== EXERCISE REQUIREMENTS ==
Where a line of the records contains the word "command", show that line.

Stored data
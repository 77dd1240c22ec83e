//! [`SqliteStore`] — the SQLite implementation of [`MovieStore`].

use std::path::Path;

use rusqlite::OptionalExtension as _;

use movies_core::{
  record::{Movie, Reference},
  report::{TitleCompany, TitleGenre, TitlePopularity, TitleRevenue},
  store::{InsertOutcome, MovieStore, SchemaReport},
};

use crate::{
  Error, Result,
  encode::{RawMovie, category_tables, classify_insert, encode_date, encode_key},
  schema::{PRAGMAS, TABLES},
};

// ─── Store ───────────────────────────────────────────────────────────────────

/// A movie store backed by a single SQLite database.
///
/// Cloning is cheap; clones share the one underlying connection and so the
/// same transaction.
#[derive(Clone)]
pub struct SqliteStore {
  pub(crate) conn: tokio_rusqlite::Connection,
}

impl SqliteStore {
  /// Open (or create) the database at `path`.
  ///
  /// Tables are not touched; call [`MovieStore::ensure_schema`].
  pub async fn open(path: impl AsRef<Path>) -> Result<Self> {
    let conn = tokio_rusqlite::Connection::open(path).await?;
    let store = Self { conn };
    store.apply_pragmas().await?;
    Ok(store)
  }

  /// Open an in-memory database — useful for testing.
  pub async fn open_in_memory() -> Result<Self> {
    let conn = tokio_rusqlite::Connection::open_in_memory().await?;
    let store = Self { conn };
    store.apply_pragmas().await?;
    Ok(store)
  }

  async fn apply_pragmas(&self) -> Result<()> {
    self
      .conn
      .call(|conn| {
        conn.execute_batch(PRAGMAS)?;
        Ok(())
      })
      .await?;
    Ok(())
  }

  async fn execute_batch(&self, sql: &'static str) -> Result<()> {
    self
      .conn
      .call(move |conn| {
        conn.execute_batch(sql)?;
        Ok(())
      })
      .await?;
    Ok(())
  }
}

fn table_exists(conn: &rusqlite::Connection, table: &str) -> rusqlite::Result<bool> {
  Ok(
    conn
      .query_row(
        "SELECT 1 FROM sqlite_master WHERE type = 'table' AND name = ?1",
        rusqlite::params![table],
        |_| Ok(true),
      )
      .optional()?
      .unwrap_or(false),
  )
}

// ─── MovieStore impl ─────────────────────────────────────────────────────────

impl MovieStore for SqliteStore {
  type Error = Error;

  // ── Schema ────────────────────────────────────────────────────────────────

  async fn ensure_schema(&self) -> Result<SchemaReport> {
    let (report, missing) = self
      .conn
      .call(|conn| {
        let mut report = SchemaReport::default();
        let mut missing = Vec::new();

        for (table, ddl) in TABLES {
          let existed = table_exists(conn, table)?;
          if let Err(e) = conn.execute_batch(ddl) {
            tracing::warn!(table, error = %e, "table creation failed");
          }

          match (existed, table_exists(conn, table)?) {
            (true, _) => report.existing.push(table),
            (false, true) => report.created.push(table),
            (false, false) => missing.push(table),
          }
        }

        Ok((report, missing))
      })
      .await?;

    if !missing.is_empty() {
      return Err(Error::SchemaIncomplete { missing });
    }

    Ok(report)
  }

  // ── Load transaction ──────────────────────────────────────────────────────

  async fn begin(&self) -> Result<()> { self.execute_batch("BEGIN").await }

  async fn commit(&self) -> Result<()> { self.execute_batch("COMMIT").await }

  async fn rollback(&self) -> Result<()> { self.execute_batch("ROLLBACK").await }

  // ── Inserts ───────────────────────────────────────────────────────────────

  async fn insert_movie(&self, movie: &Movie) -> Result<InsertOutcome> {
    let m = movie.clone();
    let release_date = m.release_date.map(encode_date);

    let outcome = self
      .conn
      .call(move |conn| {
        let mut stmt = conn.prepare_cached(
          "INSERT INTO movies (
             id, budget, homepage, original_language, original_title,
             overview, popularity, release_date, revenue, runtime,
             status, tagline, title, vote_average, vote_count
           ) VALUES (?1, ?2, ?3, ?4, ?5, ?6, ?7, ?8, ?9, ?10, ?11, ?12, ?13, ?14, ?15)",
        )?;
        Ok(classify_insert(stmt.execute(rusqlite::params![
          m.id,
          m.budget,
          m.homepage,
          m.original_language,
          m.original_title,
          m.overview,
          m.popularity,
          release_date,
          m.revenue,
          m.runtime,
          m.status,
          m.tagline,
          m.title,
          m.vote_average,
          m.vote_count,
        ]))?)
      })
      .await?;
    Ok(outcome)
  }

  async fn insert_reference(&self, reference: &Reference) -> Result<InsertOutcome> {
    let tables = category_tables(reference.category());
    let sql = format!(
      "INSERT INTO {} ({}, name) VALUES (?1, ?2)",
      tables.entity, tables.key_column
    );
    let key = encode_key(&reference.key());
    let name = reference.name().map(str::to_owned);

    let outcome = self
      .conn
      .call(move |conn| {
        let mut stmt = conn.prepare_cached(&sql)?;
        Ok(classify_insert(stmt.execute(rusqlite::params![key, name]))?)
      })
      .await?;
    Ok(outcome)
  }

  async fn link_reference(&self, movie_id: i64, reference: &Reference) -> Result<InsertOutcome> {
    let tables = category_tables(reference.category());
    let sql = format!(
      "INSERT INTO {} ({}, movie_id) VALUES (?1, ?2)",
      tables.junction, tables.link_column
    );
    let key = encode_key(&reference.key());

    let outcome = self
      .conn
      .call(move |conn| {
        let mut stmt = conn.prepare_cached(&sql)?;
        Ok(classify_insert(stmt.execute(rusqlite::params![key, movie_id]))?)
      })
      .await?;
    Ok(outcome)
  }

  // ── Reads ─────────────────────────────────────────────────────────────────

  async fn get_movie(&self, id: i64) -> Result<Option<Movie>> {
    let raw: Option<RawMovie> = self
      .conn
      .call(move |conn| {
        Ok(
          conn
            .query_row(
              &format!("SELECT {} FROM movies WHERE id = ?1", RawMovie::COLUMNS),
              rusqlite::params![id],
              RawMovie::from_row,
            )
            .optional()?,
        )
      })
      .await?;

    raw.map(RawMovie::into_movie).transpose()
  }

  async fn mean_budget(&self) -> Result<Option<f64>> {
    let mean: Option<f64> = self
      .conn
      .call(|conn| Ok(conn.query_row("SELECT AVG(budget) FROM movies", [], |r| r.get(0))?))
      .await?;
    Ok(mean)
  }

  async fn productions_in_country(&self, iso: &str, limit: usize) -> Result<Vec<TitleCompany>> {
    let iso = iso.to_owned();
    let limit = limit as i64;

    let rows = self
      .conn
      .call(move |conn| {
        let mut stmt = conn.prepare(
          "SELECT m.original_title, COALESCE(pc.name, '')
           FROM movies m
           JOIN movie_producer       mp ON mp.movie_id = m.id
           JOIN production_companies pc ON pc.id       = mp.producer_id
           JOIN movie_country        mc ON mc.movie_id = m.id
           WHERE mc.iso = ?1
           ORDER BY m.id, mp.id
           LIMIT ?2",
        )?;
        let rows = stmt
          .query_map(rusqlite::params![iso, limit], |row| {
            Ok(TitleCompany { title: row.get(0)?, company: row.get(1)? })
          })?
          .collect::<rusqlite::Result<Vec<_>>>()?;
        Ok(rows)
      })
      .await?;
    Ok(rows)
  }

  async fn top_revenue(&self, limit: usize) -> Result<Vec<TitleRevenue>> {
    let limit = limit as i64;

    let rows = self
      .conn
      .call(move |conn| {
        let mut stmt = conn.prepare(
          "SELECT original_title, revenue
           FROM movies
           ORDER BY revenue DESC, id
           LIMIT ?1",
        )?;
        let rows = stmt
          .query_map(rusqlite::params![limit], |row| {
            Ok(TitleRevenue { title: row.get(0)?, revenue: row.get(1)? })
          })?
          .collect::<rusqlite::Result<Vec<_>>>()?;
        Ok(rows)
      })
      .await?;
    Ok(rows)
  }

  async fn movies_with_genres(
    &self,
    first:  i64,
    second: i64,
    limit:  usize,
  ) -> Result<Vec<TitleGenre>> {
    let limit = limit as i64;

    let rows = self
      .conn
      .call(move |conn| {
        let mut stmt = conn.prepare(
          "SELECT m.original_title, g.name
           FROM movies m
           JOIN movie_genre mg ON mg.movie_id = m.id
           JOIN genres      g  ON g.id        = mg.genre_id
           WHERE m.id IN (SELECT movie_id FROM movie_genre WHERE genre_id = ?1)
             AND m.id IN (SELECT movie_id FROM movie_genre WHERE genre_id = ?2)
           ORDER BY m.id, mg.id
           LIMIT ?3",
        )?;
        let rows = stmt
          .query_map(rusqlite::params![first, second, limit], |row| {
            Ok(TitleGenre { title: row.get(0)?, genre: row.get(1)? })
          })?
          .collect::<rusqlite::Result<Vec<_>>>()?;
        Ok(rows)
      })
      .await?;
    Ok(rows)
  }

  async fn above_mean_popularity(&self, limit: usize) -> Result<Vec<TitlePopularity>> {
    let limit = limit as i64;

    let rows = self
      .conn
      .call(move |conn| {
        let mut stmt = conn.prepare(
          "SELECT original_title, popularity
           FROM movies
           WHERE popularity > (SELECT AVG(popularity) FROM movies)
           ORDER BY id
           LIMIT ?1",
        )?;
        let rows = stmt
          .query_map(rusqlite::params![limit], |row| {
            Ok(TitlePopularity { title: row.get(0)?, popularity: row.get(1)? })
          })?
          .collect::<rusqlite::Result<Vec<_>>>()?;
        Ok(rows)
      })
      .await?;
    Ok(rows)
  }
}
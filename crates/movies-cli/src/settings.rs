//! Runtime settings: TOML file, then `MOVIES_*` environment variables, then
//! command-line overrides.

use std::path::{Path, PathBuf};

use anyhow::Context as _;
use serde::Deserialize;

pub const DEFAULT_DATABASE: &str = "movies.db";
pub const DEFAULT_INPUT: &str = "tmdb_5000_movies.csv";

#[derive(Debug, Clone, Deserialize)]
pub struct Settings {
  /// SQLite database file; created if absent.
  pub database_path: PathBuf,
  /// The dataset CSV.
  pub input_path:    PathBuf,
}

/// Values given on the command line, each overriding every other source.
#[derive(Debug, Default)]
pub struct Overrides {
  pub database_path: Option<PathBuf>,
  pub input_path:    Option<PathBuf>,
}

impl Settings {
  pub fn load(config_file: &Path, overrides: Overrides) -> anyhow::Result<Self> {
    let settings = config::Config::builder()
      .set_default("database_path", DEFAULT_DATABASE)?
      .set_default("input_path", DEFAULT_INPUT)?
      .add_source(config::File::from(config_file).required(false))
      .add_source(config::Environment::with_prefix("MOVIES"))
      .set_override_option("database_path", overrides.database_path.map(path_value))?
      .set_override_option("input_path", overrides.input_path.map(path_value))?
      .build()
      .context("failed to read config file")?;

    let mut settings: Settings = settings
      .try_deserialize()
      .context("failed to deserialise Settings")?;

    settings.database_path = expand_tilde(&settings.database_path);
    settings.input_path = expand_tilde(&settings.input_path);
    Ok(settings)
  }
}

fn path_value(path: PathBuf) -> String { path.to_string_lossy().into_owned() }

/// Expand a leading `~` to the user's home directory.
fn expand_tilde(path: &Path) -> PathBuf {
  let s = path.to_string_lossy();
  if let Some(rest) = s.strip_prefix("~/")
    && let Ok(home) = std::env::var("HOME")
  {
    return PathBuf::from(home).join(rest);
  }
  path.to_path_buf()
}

== OUTPUT ==
//! command-line overrides.
/// Values given on the command line, each overriding every other source.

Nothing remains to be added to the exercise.